Dans le cas d’expulsion forcée, le juge peut être saisi et le recours est suspensif, l’étranger pouvant être assigné à résidence en attendant la décision du juge des référés, encore faut-il que les migrants en situation irrégulière puissent avoir accès à un avocat et puissent être mis au courant de leurs droits, ce qui est du ressort des pouvoirs publics. Les pouvoirs publics dont la responsabilité est ici engagée, n’informent quasiment jamais de leurs droits les migrants. Aucune aide judiciaire n’est prévue. Il en est également des mariages qui sont contractés sur le sol algérien, mariages le plus souvent religieux. Introduisant une infraction nouvelle «la fraude au mariage» la loi, sans prévoir aucune condition de validité du «mariage mixte» met à la marge de la société de nombreuses familles constituées de fait.

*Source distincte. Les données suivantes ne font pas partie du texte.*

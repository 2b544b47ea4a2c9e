//! TUI components for tally
//!
//! This crate provides the terminal user interface for tally,
//! including state management, keybindings, event handling, and UI components.

pub mod app;
pub mod config;
pub mod tui;
pub mod ui;

pub use app::{Action, AppState, UiState};
pub use config::{KeyBinding, KeyBindings, KeyContext};
pub use tui::{Event, EventHandler, Tui};
pub use ui::components::{HelpOverlay, StatusBar, viewer_hints};
pub use ui::screens::LogViewerScreen;
pub use ui::{Highlighter, Layout, Theme};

Subséquemment l’admission aux écoles des enfants de migrants n’est ainsi pas générale, l’accès aux soins non plus et on voit certaines administrations se faire les supplétives des services de sécurité dans la dénonciation de migrants irréguliers qui se rapprochent de telle ou telle institution. Les conditions des expulsions procèdent de pratiques inhumaines : elles sont précédées d’opérations de « nettoyage » comme celles qui ont touché par le passé la place Tchad à Tamanrasset, Dely Ibrahim à Alger, Oran à la veille de la réunion sur l’énergie de 2006. Elles sont suivies, rite sinistre, de passages de cellules en centres de détention qui prennent des semaines et parfois des mois, contrevenant aux dispositifs de la loi, détentions « finalisées » par l’entassement dans la promiscuité la plus totale sans distinction entre femmes, enfants et adultes, dans des camions à bestiaux, pour être abandonnés aux trois points de refoulement que sont : Aïn Guezzam /Assamkra au Niger, Tinzaouatine et Bordj Baji Mokhtar vers le Mali.